В эту улыбку я могла бы так сильно влюбиться…

Мы поцеловались, так и не сказав ничего друг другу, будто любое слово могло испортить момент. И когда поцелуев стало ничтожно мало, все снова повторилось. В душе. Под теплыми струями воды. Его сильные руки, жесткие толчки, мои стоны, затуманенные поволокой страсти глаза и экстаз, разливающийся по нашим венам.

Давно перевалило за полночь, когда мы наконец добрались до кровати. Я думала, что насытилась им в полной мере. Думала, что теперь, наконец, смогу блаженно заснуть, как вчера. Но Алан был рядом. Лежал на мне такой большой, теплый и вкусный. Обнимал, лениво перебирал мои волосы и не засыпал.

А я смотрела в отражение и получала эстетический оргазм от вида наших сплетенных голых тел.

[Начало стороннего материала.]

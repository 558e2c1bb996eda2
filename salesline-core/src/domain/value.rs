//! Value normalizers
//!
//! Pure functions turning raw cell values into dates, amounts, quantities and
//! branch codes. None of them fail: unparseable input degrades to `None` for
//! dates and to zero for numbers.

use std::str::FromStr;

use chrono::{DateTime, NaiveDate, NaiveDateTime};
use once_cell::sync::Lazy;
use regex::Regex;
use rust_decimal::Decimal;

use super::row::RawValue;

/// Days between the spreadsheet epoch (1899-12-30) and the unix epoch
const SPREADSHEET_EPOCH_OFFSET_DAYS: f64 = 25569.0;

const MS_PER_DAY: f64 = 86_400_000.0;

static CURRENCY_PREFIX: Lazy<Regex> = Lazy::new(|| Regex::new(r"R\$\s?").unwrap());

static LEADING_DECIMAL: Lazy<Regex> =
    Lazy::new(|| Regex::new(r"^[+-]?(\d+\.?\d*|\.\d+)([eE][+-]?\d+)?").unwrap());

static LEADING_INTEGER: Lazy<Regex> = Lazy::new(|| Regex::new(r"^[+-]?\d+").unwrap());

/// Parse a date from a date value, spreadsheet serial, `dd/mm/yyyy` string or
/// an ISO-like string
pub fn parse_date(value: &RawValue) -> Option<NaiveDate> {
    match value {
        RawValue::Null => None,
        RawValue::Date(d) => Some(*d),
        RawValue::Number(n) => serial_to_date(*n),
        RawValue::Text(s) => parse_date_str(s),
    }
}

/// Convert a spreadsheet day serial to a calendar date
pub fn serial_to_date(serial: f64) -> Option<NaiveDate> {
    if !serial.is_finite() {
        return None;
    }
    let millis = ((serial - SPREADSHEET_EPOCH_OFFSET_DAYS) * MS_PER_DAY).round();
    if millis.abs() > i64::MAX as f64 {
        return None;
    }
    DateTime::from_timestamp_millis(millis as i64).map(|dt| dt.date_naive())
}

fn parse_date_str(s: &str) -> Option<NaiveDate> {
    let s = s.trim();
    if s.is_empty() {
        return None;
    }

    let parts: Vec<&str> = s.split('/').collect();
    if let [day, month, year] = parts.as_slice() {
        if day.len() == 2 && month.len() == 2 && year.len() == 4 {
            let d = day.parse().ok()?;
            let m = month.parse().ok()?;
            let y = year.parse().ok()?;
            return NaiveDate::from_ymd_opt(y, m, d);
        }
    }

    parse_generic_date(s)
}

fn parse_generic_date(s: &str) -> Option<NaiveDate> {
    if let Ok(dt) = DateTime::parse_from_rfc3339(s) {
        return Some(dt.date_naive());
    }

    let datetime_formats = ["%Y-%m-%dT%H:%M:%S%.f", "%Y-%m-%d %H:%M:%S%.f", "%Y-%m-%dT%H:%M"];
    for fmt in &datetime_formats {
        if let Ok(dt) = NaiveDateTime::parse_from_str(s, fmt) {
            return Some(dt.date());
        }
    }

    let date_formats = ["%Y-%m-%d", "%Y/%m/%d", "%m/%d/%Y"];
    for fmt in &date_formats {
        if let Ok(date) = NaiveDate::parse_from_str(s, fmt) {
            return Some(date);
        }
    }
    None
}

/// Parse a monetary or measured amount, defaulting to zero
///
/// Accepts Brazilian (`1.234,56`) and dot-decimal (`1234.56`, `1,234.56`)
/// conventions: whichever of `,` and `.` appears last is the decimal
/// separator.
pub fn parse_amount(value: &RawValue) -> Decimal {
    match value {
        RawValue::Number(n) => Decimal::try_from(*n).unwrap_or_default(),
        RawValue::Text(s) if !s.is_empty() => parse_amount_str(s),
        _ => Decimal::ZERO,
    }
}

fn parse_amount_str(s: &str) -> Decimal {
    let cleaned = CURRENCY_PREFIX.replace_all(s, "");
    let cleaned = cleaned.trim();

    let last_comma = cleaned.rfind(',');
    let last_dot = cleaned.rfind('.');

    let number = if last_comma > last_dot {
        cleaned.replace('.', "").replacen(',', ".", 1)
    } else if last_dot > last_comma {
        cleaned.replace(',', "")
    } else {
        cleaned.to_string()
    };

    let Some(m) = LEADING_DECIMAL.find(&number) else {
        return Decimal::ZERO;
    };
    let literal = m.as_str();

    if literal.contains(|c: char| c == 'e' || c == 'E') {
        return Decimal::from_scientific(literal).unwrap_or_default();
    }
    Decimal::from_str(literal.trim_end_matches('.')).unwrap_or_default()
}

/// Parse a sold quantity: the leading integer of the trimmed text, else zero
pub fn parse_quantity(value: &RawValue) -> i64 {
    match value {
        RawValue::Number(n) if n.is_finite() => n.trunc() as i64,
        RawValue::Text(s) => LEADING_INTEGER
            .find(s.trim())
            .and_then(|m| m.as_str().parse().ok())
            .unwrap_or(0),
        _ => 0,
    }
}

/// Normalize a branch code: trimmed, single digits zero-padded to two
pub fn normalize_branch(raw: &str) -> String {
    let trimmed = raw.trim();
    let mut chars = trimmed.chars();
    match (chars.next(), chars.next()) {
        (Some(c), None) if c.is_ascii_digit() => format!("0{}", c),
        _ => trimmed.to_string(),
    }
}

– Мне безумно нравится это зеркало, – поделилась я и, закусив губу, очертила пальцами контуры татуировки. – Расскажешь, почему двадцать два?

– О-о-о… – протянул Алан, заставляя меня засмеяться. – Ты уверена, что готова к моим тараканам, ангелок?

– Ангелок, значит? – с насмешкой повторила я и с грустью вспомнила, что вовсе нет. Хотя… – Я могу побыть ангелом для тебя до самого утра.

– Прямо до утра! – восхитился Алан и улыбнулся в мою грудь. Но когда поднял голову, в глазах стояла грусть. Кажется, сейчас спали все маски, и я видела его душу. Там правила тоска.

– Если расскажешь, – пообещала я, продолжая его поглаживать и вызывать мурашки по коже.

– Я был очень агрессивным в детстве. Психологи мне поставили диагноз. Тот, о котором ты читала.

Я кивнула.

– Потом были долгие часы терапии, десятки специалистов, попытки докопаться до себя, понять и исцелить. Мне сказали, что не так все плохо, и у меня просто обостренное желание держать все под контролем, в порядке, в определенной последовательности. Это не так уж будет мешать обществу, если я перестану с этим бороться. Так что я перестал и начал все контролировать.

– Но ведь бывает так, что не все от тебя зависит, – произнесла я.

– Конечно, – заверил Алан. – Ты, например. Тебя сложно контролировать, и меня это бесит.

– Хмм… – я едва справилась с улыбкой. – И что происходит в такие моменты? Ты считаешь?

– Да. Такой прием. На любое действие есть противодействие. Мой последний доктор предложил мне взять в качестве противодействия число, которое многое бы значило для меня. Которое напоминало бы, что есть вещи намного важнее тех, которыми я зыбил свою голову. И у меня как раз было такое число.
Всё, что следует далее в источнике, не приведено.